Record excerpts =
· · ·

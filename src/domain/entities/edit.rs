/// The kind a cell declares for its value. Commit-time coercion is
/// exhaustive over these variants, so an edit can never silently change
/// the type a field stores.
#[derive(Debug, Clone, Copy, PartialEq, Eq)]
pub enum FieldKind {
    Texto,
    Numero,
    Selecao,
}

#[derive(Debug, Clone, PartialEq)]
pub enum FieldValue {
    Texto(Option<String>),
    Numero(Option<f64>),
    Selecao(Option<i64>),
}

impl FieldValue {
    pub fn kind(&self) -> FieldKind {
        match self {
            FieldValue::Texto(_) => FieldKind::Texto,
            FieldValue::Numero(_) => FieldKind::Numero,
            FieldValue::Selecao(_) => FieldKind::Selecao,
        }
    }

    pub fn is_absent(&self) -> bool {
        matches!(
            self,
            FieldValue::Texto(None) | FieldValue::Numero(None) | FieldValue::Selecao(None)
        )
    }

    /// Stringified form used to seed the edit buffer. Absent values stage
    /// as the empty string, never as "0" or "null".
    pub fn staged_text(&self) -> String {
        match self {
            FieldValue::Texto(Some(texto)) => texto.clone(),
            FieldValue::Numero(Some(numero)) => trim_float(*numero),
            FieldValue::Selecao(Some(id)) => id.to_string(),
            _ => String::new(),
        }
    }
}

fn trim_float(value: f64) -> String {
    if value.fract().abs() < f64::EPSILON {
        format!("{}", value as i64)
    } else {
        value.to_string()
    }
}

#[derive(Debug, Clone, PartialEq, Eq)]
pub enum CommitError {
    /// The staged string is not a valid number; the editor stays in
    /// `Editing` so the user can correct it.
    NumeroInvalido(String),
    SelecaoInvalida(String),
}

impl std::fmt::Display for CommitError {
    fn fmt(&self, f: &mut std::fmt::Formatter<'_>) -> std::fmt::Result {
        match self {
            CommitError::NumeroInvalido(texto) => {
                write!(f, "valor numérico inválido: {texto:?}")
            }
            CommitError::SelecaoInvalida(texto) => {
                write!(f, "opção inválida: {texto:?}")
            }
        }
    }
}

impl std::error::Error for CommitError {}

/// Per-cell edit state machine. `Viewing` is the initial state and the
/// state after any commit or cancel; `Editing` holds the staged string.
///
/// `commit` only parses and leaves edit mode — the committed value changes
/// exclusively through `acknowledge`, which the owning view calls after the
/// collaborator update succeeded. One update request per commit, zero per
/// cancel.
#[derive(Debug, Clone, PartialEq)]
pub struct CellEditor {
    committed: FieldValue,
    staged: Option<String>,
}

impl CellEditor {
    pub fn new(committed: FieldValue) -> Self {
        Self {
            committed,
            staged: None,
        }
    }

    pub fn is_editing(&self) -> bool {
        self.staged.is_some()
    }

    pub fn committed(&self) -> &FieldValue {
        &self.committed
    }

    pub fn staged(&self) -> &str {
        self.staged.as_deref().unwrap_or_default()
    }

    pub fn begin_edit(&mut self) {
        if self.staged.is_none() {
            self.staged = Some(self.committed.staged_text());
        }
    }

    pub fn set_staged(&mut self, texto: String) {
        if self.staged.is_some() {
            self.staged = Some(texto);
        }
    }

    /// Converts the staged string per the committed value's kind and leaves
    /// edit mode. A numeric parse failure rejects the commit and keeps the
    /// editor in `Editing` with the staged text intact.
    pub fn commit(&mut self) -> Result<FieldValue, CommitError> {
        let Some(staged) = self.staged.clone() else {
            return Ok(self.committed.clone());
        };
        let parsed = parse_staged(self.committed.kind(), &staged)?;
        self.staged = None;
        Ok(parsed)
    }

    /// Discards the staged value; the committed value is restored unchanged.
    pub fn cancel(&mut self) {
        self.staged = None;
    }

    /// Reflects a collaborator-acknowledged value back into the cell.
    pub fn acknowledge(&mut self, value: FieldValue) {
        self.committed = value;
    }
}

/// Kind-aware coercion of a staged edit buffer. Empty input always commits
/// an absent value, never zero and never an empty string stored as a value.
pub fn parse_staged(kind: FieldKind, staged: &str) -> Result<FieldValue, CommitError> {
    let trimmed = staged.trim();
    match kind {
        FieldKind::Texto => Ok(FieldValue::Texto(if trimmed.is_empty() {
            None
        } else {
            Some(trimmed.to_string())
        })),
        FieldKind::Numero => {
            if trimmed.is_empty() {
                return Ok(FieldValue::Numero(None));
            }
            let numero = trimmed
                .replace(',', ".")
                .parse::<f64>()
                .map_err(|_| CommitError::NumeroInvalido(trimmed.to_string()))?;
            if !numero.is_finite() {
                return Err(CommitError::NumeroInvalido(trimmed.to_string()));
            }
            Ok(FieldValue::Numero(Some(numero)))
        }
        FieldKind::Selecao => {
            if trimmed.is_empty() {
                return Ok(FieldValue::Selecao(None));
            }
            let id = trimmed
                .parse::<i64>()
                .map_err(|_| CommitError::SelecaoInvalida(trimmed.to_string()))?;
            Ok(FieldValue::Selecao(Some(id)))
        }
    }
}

· · ·

Exercise objective = What lines in the listing include the string "mode"? Copy them out.

Response to the exercise =
/// `commit` only parses and leaves edit mode — the committed value changes
    /// edit mode. A numeric parse failure rejects the commit and keeps the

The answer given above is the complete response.